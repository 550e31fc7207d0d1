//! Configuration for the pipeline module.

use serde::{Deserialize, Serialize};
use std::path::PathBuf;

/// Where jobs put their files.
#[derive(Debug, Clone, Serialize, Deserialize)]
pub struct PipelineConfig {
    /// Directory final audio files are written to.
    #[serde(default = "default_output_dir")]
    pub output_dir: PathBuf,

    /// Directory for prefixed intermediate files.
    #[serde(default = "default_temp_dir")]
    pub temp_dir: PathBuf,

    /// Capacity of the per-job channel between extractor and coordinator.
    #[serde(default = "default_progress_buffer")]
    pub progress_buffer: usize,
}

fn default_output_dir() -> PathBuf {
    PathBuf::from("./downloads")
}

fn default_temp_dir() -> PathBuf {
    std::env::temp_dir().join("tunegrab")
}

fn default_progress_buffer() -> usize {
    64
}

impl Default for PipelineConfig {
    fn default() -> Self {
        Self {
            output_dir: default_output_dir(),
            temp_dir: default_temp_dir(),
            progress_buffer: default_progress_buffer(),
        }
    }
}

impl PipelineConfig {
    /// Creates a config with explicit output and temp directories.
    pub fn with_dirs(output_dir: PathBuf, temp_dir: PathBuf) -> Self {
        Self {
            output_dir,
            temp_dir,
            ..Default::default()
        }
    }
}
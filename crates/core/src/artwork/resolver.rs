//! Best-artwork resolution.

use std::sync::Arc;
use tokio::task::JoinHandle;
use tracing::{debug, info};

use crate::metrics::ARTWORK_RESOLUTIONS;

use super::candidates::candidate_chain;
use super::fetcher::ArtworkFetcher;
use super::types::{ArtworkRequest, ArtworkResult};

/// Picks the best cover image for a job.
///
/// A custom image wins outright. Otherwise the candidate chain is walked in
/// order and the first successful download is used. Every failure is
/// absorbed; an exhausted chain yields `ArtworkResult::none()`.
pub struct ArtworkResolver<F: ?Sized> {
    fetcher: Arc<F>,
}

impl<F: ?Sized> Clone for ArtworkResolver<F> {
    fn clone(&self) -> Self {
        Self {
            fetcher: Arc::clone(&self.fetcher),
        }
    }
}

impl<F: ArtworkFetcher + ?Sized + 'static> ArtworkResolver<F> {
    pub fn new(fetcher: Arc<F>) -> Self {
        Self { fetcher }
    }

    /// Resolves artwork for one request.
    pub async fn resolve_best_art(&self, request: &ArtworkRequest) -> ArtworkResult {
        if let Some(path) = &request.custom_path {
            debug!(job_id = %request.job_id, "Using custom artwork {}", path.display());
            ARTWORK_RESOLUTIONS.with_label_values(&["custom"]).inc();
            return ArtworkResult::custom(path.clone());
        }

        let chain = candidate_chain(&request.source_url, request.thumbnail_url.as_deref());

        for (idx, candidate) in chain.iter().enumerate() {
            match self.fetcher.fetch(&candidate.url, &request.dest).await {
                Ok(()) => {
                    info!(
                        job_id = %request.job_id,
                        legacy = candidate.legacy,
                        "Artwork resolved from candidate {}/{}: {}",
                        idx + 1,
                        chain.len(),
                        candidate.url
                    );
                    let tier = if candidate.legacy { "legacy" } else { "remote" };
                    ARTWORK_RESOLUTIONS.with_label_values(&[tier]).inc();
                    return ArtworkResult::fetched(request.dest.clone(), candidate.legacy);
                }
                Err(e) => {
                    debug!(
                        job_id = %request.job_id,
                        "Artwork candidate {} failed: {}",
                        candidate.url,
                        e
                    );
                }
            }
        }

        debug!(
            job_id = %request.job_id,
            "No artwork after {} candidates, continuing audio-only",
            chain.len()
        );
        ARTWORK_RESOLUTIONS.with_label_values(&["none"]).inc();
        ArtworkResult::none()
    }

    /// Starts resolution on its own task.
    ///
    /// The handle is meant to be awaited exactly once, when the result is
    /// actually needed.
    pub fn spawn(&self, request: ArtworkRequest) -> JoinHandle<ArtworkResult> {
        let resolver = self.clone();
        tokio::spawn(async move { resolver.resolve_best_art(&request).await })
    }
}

☆ ☆ ☆ ☆

What you should do
The count of lines above that contain "JoinHandle" is all that should be given.

Answer space
2